Cortinarius jenolanensis

Scientific classification
- Domain: Eukaryota
- Kingdom: Fungi
- Division: Basidiomycota
- Class: Agaricomycetes
- Order: Agaricales
- Family: Cortinariaceae
- Genus: Cortinarius
- Species: C. jenolanensis
- Binomial name: Cortinarius jenolanensis A.E.Wood (2009)

= Cortinarius jenolanensis =

- Genus: Cortinarius
- Species: jenolanensis
- Authority: A.E.Wood (2009)

Species of fungus

 Cortinarius jenolanensis is a fungus native to Australia. It was described in 2009 by Alec Wood, from a specimen collected at the Jenolan Caves on 30 April 1988. It has also been recorded from Tidbinbilla Nature Reserve in the Australian Capital Territory.

It is not closely related to the group of dark purple webcaps (subgenus Cortinarius) that contains Cortinarius kioloensis and Cortinarius violaceus.

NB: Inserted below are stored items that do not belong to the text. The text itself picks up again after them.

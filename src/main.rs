use std::net::SocketAddr;
use std::path::PathBuf;
use std::sync::Arc;

use clap::Parser;
use tokio::signal;
use tracing::info;
use tracing_subscriber::EnvFilter;

use turnstile::config::TurnstileConfig;
use turnstile::server::AdmissionServer;
use turnstile::Registry;

/// Per-key admission control in front of a line-oriented TCP service.
#[derive(Debug, Parser)]
#[command(version, about)]
struct Args {
    /// Configuration file (YAML, TOML or JSON)
    #[arg(short, long)]
    config: Option<PathBuf>,

    /// Address to listen on, overrides the configuration file
    #[arg(short, long)]
    listen: Option<SocketAddr>,

    /// Limiter algorithm, overrides the configuration file
    #[arg(short, long)]
    algorithm: Option<String>,

    /// Emit logs as JSON
    #[arg(long)]
    json_logs: bool,
}

#[tokio::main]
async fn main() -> anyhow::Result<()> {
    let args = Args::parse();

    // Initialize tracing
    let filter = EnvFilter::try_from_default_env().unwrap_or_else(|_| EnvFilter::new("info"));
    if args.json_logs {
        tracing_subscriber::fmt()
            .json()
            .with_env_filter(filter)
            .with_thread_ids(true)
            .init();
    } else {
        tracing_subscriber::fmt()
            .with_env_filter(filter)
            .with_target(false)
            .with_thread_ids(true)
            .init();
    }

    info!("Starting Turnstile");
    info!("Version: {}", env!("CARGO_PKG_VERSION"));

    let mut config = match &args.config {
        Some(path) => TurnstileConfig::load(path)?,
        None => TurnstileConfig::default(),
    };
    if let Some(listen) = args.listen {
        config.server.listen_addr = listen;
    }
    if let Some(algorithm) = args.algorithm {
        config.limiter.algorithm = algorithm;
    }
    info!(
        listen_addr = %config.server.listen_addr,
        algorithm = %config.limiter.algorithm,
        "Configuration loaded"
    );

    let registry = Registry::with_builtin()?;
    let limiter = registry.create(&config.limiter.algorithm, &config.limiter.params)?;
    info!(available = ?registry.names(), "Rate limiter initialized");

    let server = AdmissionServer::bind(config.server.listen_addr, Arc::from(limiter)).await?;
    server.serve_with_shutdown(shutdown_signal()).await?;

    info!("Turnstile stopped");
    Ok(())
}

/// Wait for a shutdown signal (Ctrl+C or SIGTERM).
async fn shutdown_signal() {
    let ctrl_c = async {
        signal::ctrl_c()
            .await
            .expect("Failed to install Ctrl+C handler");
    };

    #[cfg(unix)]
    let terminate = async {
        signal::unix::signal(signal::unix::SignalKind::terminate())
            .expect("Failed to install SIGTERM handler")
            .recv()
            .await;
    };

    #[cfg(not(unix))]
    let terminate = std::future::pending::<()>();

    tokio::select! {
        _ = ctrl_c => {
            info!("Received Ctrl+C, initiating graceful shutdown");
        }
        _ = terminate => {
            info!("Received SIGTERM, initiating graceful shutdown");
        }
    }
}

The fruit body has a 4 cm wide dark violet cap that is initially dome-shaped and becomes flattish as it matures. The cap surface is dry and smooth. The thin crowded wide dark purple gills are adnate to decurrent, and become more rusty brown as the spores mature. The stipe is 5–6 cm high and 0.5–0.8 cm wide. It is the same colour as the cap with a paler base. The remnants of the veil are sparse. The oval spores are 8.4 to 10.2 long by 5.7 to 6.9 μm wide. They have few warts, unlike those of C. kioloensis and relatives.